Problem to solve: Your answer is a copy of every line in the records where "text" appears.

-------- Extracted records

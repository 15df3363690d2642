//! Vela backend CLI
//!
//! Consumes resolved units (JSON written by the front end) and drives
//! type elaboration, lowering and C generation.

use clap::{Parser, Subcommand};
use std::fs;
use std::path::{Path, PathBuf};
use std::process::Command;
use vela_codegen::{CBackend, CFunction, CodeGen, FlowGraph};
use vela_error::{Diagnostic, DiagnosticRenderer, SourceMap};
use vela_front::Unit;
use vela_lower::{lower_unit, LoweredUnit};

#[derive(Parser)]
#[command(name = "velac")]
#[command(version = "0.1.0")]
#[command(about = "Vela backend: resolved units to C", long_about = None)]
struct Cli {
    /// Trace backend phases to stderr
    #[arg(long, global = true)]
    verbose: bool,

    #[command(subcommand)]
    command: Commands,
}

#[derive(Subcommand)]
enum Commands {
    /// Compiles a unit to a native executable
    Build {
        /// Resolved unit (JSON)
        #[arg(value_name = "FILE")]
        input: PathBuf,

        /// Output file
        #[arg(short, long, value_name = "FILE")]
        output: Option<PathBuf>,

        /// Original source text, for diagnostic snippets
        #[arg(long, value_name = "FILE")]
        source: Option<PathBuf>,
    },

    /// Checks a unit for errors without generating code
    Check {
        /// Resolved unit (JSON)
        #[arg(value_name = "FILE")]
        input: PathBuf,

        /// Original source text, for diagnostic snippets
        #[arg(long, value_name = "FILE")]
        source: Option<PathBuf>,
    },

    /// Shows the lowered IR (debug)
    Ir {
        /// Resolved unit (JSON)
        #[arg(value_name = "FILE")]
        input: PathBuf,
    },

    /// Generates C code from a unit
    Emit {
        /// Resolved unit (JSON)
        #[arg(value_name = "FILE")]
        input: PathBuf,

        /// Output file (default: stdout)
        #[arg(short, long, value_name = "FILE")]
        output: Option<PathBuf>,

        /// Original source text, for diagnostic snippets
        #[arg(long, value_name = "FILE")]
        source: Option<PathBuf>,
    },

    /// Shows the reconstructed control flow of one function (debug)
    Flow {
        /// Resolved unit (JSON)
        #[arg(value_name = "FILE")]
        input: PathBuf,

        /// Function to dump
        #[arg(short, long, value_name = "NAME")]
        function: String,
    },
}

fn main() {
    let cli = Cli::parse();

    if cli.verbose {
        tracing_subscriber::fmt()
            .with_max_level(tracing::Level::TRACE)
            .with_writer(std::io::stderr)
            .init();
    }

    match cli.command {
        Commands::Build { input, output, source } => {
            println!("Compiling: {}", input.display());

            let unit = load_unit(&input);
            let map = source_map_for(&unit, source.as_deref());
            println!("  [ok] Unit: {} types, {} functions", unit.types.len(), unit.functions.len());

            let lowered = lower_or_exit(&unit, &map);
            println!(
                "  [ok] Lower: {} functions, {} structs",
                lowered.module.functions.len(),
                lowered.module.structs.len()
            );

            let c_code = generate_or_exit(&lowered.module, &map);
            println!("  [ok] Codegen: C code generated");

            let output_name = output
                .map(|p| p.to_string_lossy().to_string())
                .unwrap_or_else(|| {
                    input
                        .file_stem()
                        .map(|s| s.to_string_lossy().to_string())
                        .unwrap_or_else(|| "output".to_string())
                });

            build_with_cc(&c_code, &output_name);
        }

        Commands::Check { input, source } => {
            println!("Checking: {}\n", input.display());

            let unit = load_unit(&input);
            let map = source_map_for(&unit, source.as_deref());
            let renderer = DiagnosticRenderer::new(&map);
            println!("  [ok] Unit: {} types, {} functions", unit.types.len(), unit.functions.len());

            match lower_unit(&unit) {
                Ok(lowered) => {
                    if lowered.diagnostics.has_errors() {
                        eprintln!("\nLowering errors:\n");
                        for diag in lowered.diagnostics.iter() {
                            eprintln!("{}", renderer.render(diag));
                        }
                        std::process::exit(1);
                    }

                    let warning_count = lowered.diagnostics.len();
                    if warning_count > 0 {
                        println!("  [warn] Lower: {} warning(s)", warning_count);
                        for diag in lowered.diagnostics.iter() {
                            eprintln!("{}", renderer.render(diag));
                        }
                    } else {
                        println!("  [ok] Lower: {} functions", lowered.module.functions.len());
                    }

                    println!("\nNo errors found!");
                }
                Err(err) => {
                    eprintln!("{}", renderer.render(&Diagnostic::internal(err)));
                    std::process::exit(1);
                }
            }
        }

        Commands::Ir { input } => {
            println!("Lowering: {}\n", input.display());

            let unit = load_unit(&input);
            let map = source_map_for(&unit, None);
            let lowered = lower_or_exit(&unit, &map);

            println!("{}", lowered.module);

            println!("Statistics:");
            println!("   Functions: {}", lowered.module.functions.len());
            println!("   Structs: {}", lowered.module.structs.len());
        }

        Commands::Emit { input, output, source } => {
            let unit = load_unit(&input);
            let map = source_map_for(&unit, source.as_deref());
            let lowered = lower_or_exit(&unit, &map);
            let c_code = generate_or_exit(&lowered.module, &map);

            if let Some(output_path) = output {
                match fs::write(&output_path, &c_code) {
                    Ok(_) => {
                        println!("C code generated at: {}", output_path.display());
                        println!("\nTo compile:");
                        println!("  cc -o program {}", output_path.display());
                    }
                    Err(e) => {
                        eprintln!("Error writing file: {}", e);
                        std::process::exit(1);
                    }
                }
            } else {
                println!("{}", c_code);
            }
        }

        Commands::Flow { input, function } => {
            println!("Flow of `{}`: {}\n", function, input.display());

            let unit = load_unit(&input);
            let map = source_map_for(&unit, None);
            let lowered = lower_or_exit(&unit, &map);

            let Some(func) = lowered.module.get_function(&function) else {
                eprintln!("Function `{}` not found in unit `{}`", function, unit.name);
                std::process::exit(1);
            };

            let mut renderer = CFunction::new(&lowered.module, func);
            let mut graph = FlowGraph::new(func.blocks.len());
            match graph.reconstruct(func, &mut renderer) {
                Ok(entry) => {
                    print!("{}", graph.dump(entry, true));
                    println!("\n{} flow nodes", graph.len());
                }
                Err(err) => {
                    let renderer = DiagnosticRenderer::new(&map);
                    eprintln!("{}", renderer.render(&Diagnostic::internal(err)));
                    std::process::exit(1);
                }
            }
        }
    }
}

/// Reads and deserializes a resolved unit
fn load_unit(input: &Path) -> Unit {
    let text = match fs::read_to_string(input) {
        Ok(text) => text,
        Err(e) => {
            eprintln!("Error reading file: {}", e);
            std::process::exit(1);
        }
    };
    match serde_json::from_str(&text) {
        Ok(unit) => unit,
        Err(e) => {
            eprintln!("Error parsing unit: {}", e);
            std::process::exit(1);
        }
    }
}

/// Builds the source map the renderer resolves locations against.
/// The lowerer stamps every location as file 0, the unit's own source.
fn source_map_for(unit: &Unit, source: Option<&Path>) -> SourceMap {
    let mut map = SourceMap::new();
    match source {
        Some(path) => match fs::read_to_string(path) {
            Ok(text) => {
                map.add_with_source(path.display().to_string(), text);
            }
            Err(e) => {
                eprintln!("Error reading source file: {}", e);
                std::process::exit(1);
            }
        },
        None => {
            map.add(format!("{}.vl", unit.name));
        }
    }
    map
}

fn lower_or_exit(unit: &Unit, map: &SourceMap) -> LoweredUnit {
    let renderer = DiagnosticRenderer::new(map);
    match lower_unit(unit) {
        Ok(lowered) => {
            if lowered.diagnostics.has_errors() {
                eprintln!("Lowering errors:\n");
                for diag in lowered.diagnostics.iter() {
                    eprintln!("{}", renderer.render(diag));
                }
                std::process::exit(1);
            }
            for diag in lowered.diagnostics.iter() {
                eprintln!("{}", renderer.render(diag));
            }
            lowered
        }
        Err(err) => {
            eprintln!("{}", renderer.render(&Diagnostic::internal(err)));
            std::process::exit(1);
        }
    }
}

fn generate_or_exit(module: &vela_ir::Module, map: &SourceMap) -> String {
    match CBackend::new().generate(module) {
        Ok(code) => code,
        Err(err) => {
            let renderer = DiagnosticRenderer::new(map);
            eprintln!("{}", renderer.render(&Diagnostic::internal(err)));
            std::process::exit(1);
        }
    }
}

/// Writes the generated C next to the system temp dir and hands it to
/// the system C compiler
fn build_with_cc(c_code: &str, output_name: &str) {
    let temp_dir = std::env::temp_dir();
    let c_file = temp_dir.join(format!("{}.c", output_name));

    if let Err(e) = fs::write(&c_file, c_code) {
        eprintln!("Error creating C file: {}", e);
        std::process::exit(1);
    }

    let exe_name = if cfg!(windows) {
        format!("{}.exe", output_name)
    } else {
        output_name.to_string()
    };
    let exe_path = std::env::current_dir().unwrap_or_default().join(&exe_name);

    println!("\nCompiling with cc...\n");
    let compiler = if cfg!(windows) { "gcc" } else { "cc" };

    let output = Command::new(compiler)
        .arg("-o")
        .arg(&exe_path)
        .arg(&c_file)
        .arg("-lm")
        .output();

    match output {
        Ok(output) => {
            if !output.stderr.is_empty() {
                eprintln!("{}", String::from_utf8_lossy(&output.stderr));
            }

            if output.status.success() {
                println!("Compilation completed!");
                println!("   Executable: {}", exe_path.display());
            } else {
                eprintln!("C compilation failed");
                eprintln!("   C code available at: {}", c_file.display());
                std::process::exit(1);
            }
        }
        Err(e) => {
            eprintln!("Error executing {}: {}", compiler, e);
            eprintln!("   C code available at: {}", c_file.display());
            eprintln!("   Compile manually:");
            eprintln!("   {} -o {} {}", compiler, exe_name, c_file.display());
            std::process::exit(1);
        }
    }
}
//! Value conversions between lowered views
//!
//! Elementary values move between views of the same or different
//! source types: widening and narrowing, int/float crossings, bias
//! arithmetic for biased views, and address-preserving re-typing for
//! references and access values. `emit_conversion` is the entry point
//! the expression lowerer uses; it layers the optional runtime range
//! check on top of the raw conversion.

use vela_error::{Diagnostic, ErrorCode, IResult, InternalError, SourceLoc};
use vela_ir::{BinaryOp, CastKind, Function, Instruction, IrType, Value};

use crate::ltype::{LType, TypeLayer};

/// Runtime helper that checks a value against an inclusive range
pub const CHECK_RANGE: &str = "__vela_check_range";
/// Runtime helper that reports a range failure unconditionally
pub const RAISE_RANGE: &str = "__vela_raise_range";

/// Options accepted by `emit_conversion`
#[derive(Debug, Clone, Copy, Default)]
pub struct ConvertOptions {
    /// Suppress every check
    pub unchecked: bool,
    /// Insert a runtime range check before converting
    pub overflow_check: bool,
    /// Truncate instead of rounding when narrowing floats
    pub float_truncate: bool,
}

pub(crate) fn emit_cast(func: &mut Function, kind: CastKind, value: Value, to_type: IrType) -> Value {
    let dest = func.new_temp();
    func.emit_with_dest(Instruction::Cast { dest, kind, value, to_type })
}

pub(crate) fn emit_binary(func: &mut Function, op: BinaryOp, left: Value, right: Value) -> Value {
    let dest = func.new_temp();
    func.emit_with_dest(Instruction::Binary { dest, op, left, right })
}

/// Bridges two scalar IR types with the cast the pair calls for.
/// Returns the value unchanged when the representations already agree.
pub(crate) fn cast_scalar(
    func: &mut Function,
    value: Value,
    from_ir: &IrType,
    to_ir: &IrType,
    float_truncate: bool,
) -> Value {
    match (from_ir, to_ir) {
        (f, t) if f.is_integer() && t.is_integer() => {
            let fb = f.int_bits().unwrap_or(64);
            let tb = t.int_bits().unwrap_or(64);
            if tb > fb {
                let kind = if fb == 1 || f.is_unsigned() {
                    CastKind::Zext
                } else {
                    CastKind::Sext
                };
                emit_cast(func, kind, value, to_ir.clone())
            } else if tb < fb {
                emit_cast(func, CastKind::Trunc, value, to_ir.clone())
            } else {
                value
            }
        }
        (f, t) if f.is_integer() && t.is_float() => {
            emit_cast(func, CastKind::SiToFp, value, to_ir.clone())
        }
        (f, t) if f.is_float() && t.is_integer() => {
            emit_cast(func, CastKind::FpToSi, value, to_ir.clone())
        }
        (IrType::Float(fb), IrType::Float(tb)) => {
            if tb > fb {
                emit_cast(func, CastKind::FpExt, value, to_ir.clone())
            } else if tb < fb {
                let kind = if float_truncate {
                    CastKind::FpTruncChop
                } else {
                    CastKind::FpTrunc
                };
                emit_cast(func, kind, value, to_ir.clone())
            } else {
                value
            }
        }
        _ => value,
    }
}

impl TypeLayer<'_> {
    /// Converts an elementary value from one view to another. Value
    /// identity is preserved; only the representation changes.
    pub fn convert(
        &mut self,
        func: &mut Function,
        value: Value,
        from: LType,
        to: LType,
        float_truncate: bool,
    ) -> IResult<Value> {
        if from == to {
            return Ok(value);
        }
        if self.is_access(from) || self.is_access(to) {
            return self.convert_pointer(func, value, to);
        }
        if !self.is_elementary(from) || !self.is_elementary(to) {
            return Err(InternalError::NonElementaryConvert {
                from: self.model().name_of(self.source(from)).to_string(),
                to: self.model().name_of(self.source(to)).to_string(),
            });
        }
        if let Some(folded) = self.fold_const(&value, to) {
            return Ok(folded);
        }

        let (value, from) = self.unbias(func, value, from)?;
        let from_ir = self.ir_type(from)?;
        if self.is_biased(to) {
            return self.rebias(func, value, &from_ir, to);
        }
        let to_ir = self.ir_type(to)?;
        Ok(cast_scalar(func, value, &from_ir, &to_ir, float_truncate))
    }

    /// Re-types a reference without changing the address it denotes.
    pub fn convert_reference(&mut self, func: &mut Function, value: Value, to: LType) -> IResult<Value> {
        let to_ir = IrType::ptr_to(self.ir_type(to)?);
        Ok(emit_cast(func, CastKind::PtrCast, value, to_ir))
    }

    /// Re-types an access value. Null stays null; any other value
    /// keeps designating the same object.
    pub fn convert_pointer(&mut self, func: &mut Function, value: Value, to: LType) -> IResult<Value> {
        if matches!(value, Value::ConstNull) {
            return Ok(value);
        }
        let to_ir = self.ir_type(to)?;
        Ok(emit_cast(func, CastKind::PtrCast, value, to_ir))
    }

    /// The conversion entry point for lowered expressions: optional
    /// range checking, then the conversion itself.
    pub fn emit_conversion(
        &mut self,
        func: &mut Function,
        value: Value,
        from: LType,
        to: LType,
        opts: ConvertOptions,
        loc: SourceLoc,
    ) -> IResult<Value> {
        if opts.unchecked && opts.overflow_check {
            return Err(InternalError::ExclusiveConvOptions {
                type_name: self.model().name_of(self.source(to)).to_string(),
            });
        }
        if opts.overflow_check {
            self.emit_range_check(func, &value, from, to, loc)?;
        }
        self.convert(func, value, from, to, opts.float_truncate)
    }

    /// Checks `value` against the target's range at run time. A
    /// constant already outside the range is reported at lowering time
    /// and the check degrades to an unconditional raise.
    fn emit_range_check(
        &mut self,
        func: &mut Function,
        value: &Value,
        from: LType,
        to: LType,
        loc: SourceLoc,
    ) -> IResult<()> {
        let src = self.source(to);
        let Some((lo, hi)) = self.model().range_of(src) else {
            return Ok(());
        };
        let line = Value::ConstInt(i64::from(loc.line));
        if let Some(v) = value.as_const_int() {
            if v < lo || v > hi {
                let mut diag = Diagnostic::warning(format!(
                    "value out of range of type `{}`",
                    self.model().name_of(src)
                ))
                .with_code(ErrorCode::RANGE_CHECK_FAILS);
                if loc.is_known() {
                    diag = diag.with_label(loc, "this check will always fail");
                }
                self.diags.push(diag);
                func.emit(Instruction::Call {
                    dest: None,
                    func: RAISE_RANGE.to_string(),
                    args: vec![Value::ConstInt(lo), Value::ConstInt(hi), line],
                });
            }
            return Ok(());
        }
        let from_ir = self.ir_type(from)?;
        let v64 = cast_scalar(func, value.clone(), &from_ir, &IrType::Int(64), false);
        func.emit(Instruction::Call {
            dest: None,
            func: CHECK_RANGE.to_string(),
            args: vec![v64, Value::ConstInt(lo), Value::ConstInt(hi), line],
        });
        Ok(())
    }

    /// Discrete and float constants convert without instructions.
    fn fold_const(&mut self, value: &Value, to: LType) -> Option<Value> {
        let v = value.as_const_int()?;
        if self.is_float(to) {
            return Some(Value::const_float(v as f64));
        }
        if !self.is_discrete(to) {
            return None;
        }
        if self.is_biased(to) {
            let (lo, _) = self.model().range_of(self.source(to)).unwrap_or((0, 0));
            return Some(Value::ConstInt(v.wrapping_sub(lo)));
        }
        Some(value.clone())
    }

    /// Recovers the semantic value of a biased store format: widen the
    /// stored offset, then add the bias back.
    fn unbias(&mut self, func: &mut Function, value: Value, from: LType) -> IResult<(Value, LType)> {
        if !self.is_biased(from) {
            return Ok((value, from));
        }
        let src = self.source(from);
        let (lo, _) = self.model().range_of(src).unwrap_or((0, 0));
        let prim = self.primitive(src)?;
        let prim_ir = self.ir_type(prim)?;
        let from_ir = self.ir_type(from)?;
        let widened = cast_scalar(func, value, &from_ir, &prim_ir, false);
        let debiased = emit_binary(func, BinaryOp::Add, widened, Value::ConstInt(lo));
        Ok((debiased, prim))
    }

    /// Produces the biased store format: subtract the bias, then
    /// narrow to the view's width.
    fn rebias(&mut self, func: &mut Function, value: Value, from_ir: &IrType, to: LType) -> IResult<Value> {
        let src = self.source(to);
        let (lo, _) = self.model().range_of(src).unwrap_or((0, 0));
        let offset = emit_binary(func, BinaryOp::Sub, value, Value::ConstInt(lo));
        let to_ir = self.ir_type(to)?;
        Ok(cast_scalar(func, offset, from_ir, &to_ir, false))
    }
}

----------------

Answer to this problem:
        /// Original source text, for diagnostic snippets
        /// Original source text, for diagnostic snippets
        /// Original source text, for diagnostic snippets
    let text = match fs::read_to_string(input) {
        Ok(text) => text,
    match serde_json::from_str(&text) {
            Ok(text) => {
                map.add_with_source(path.display().to_string(), text);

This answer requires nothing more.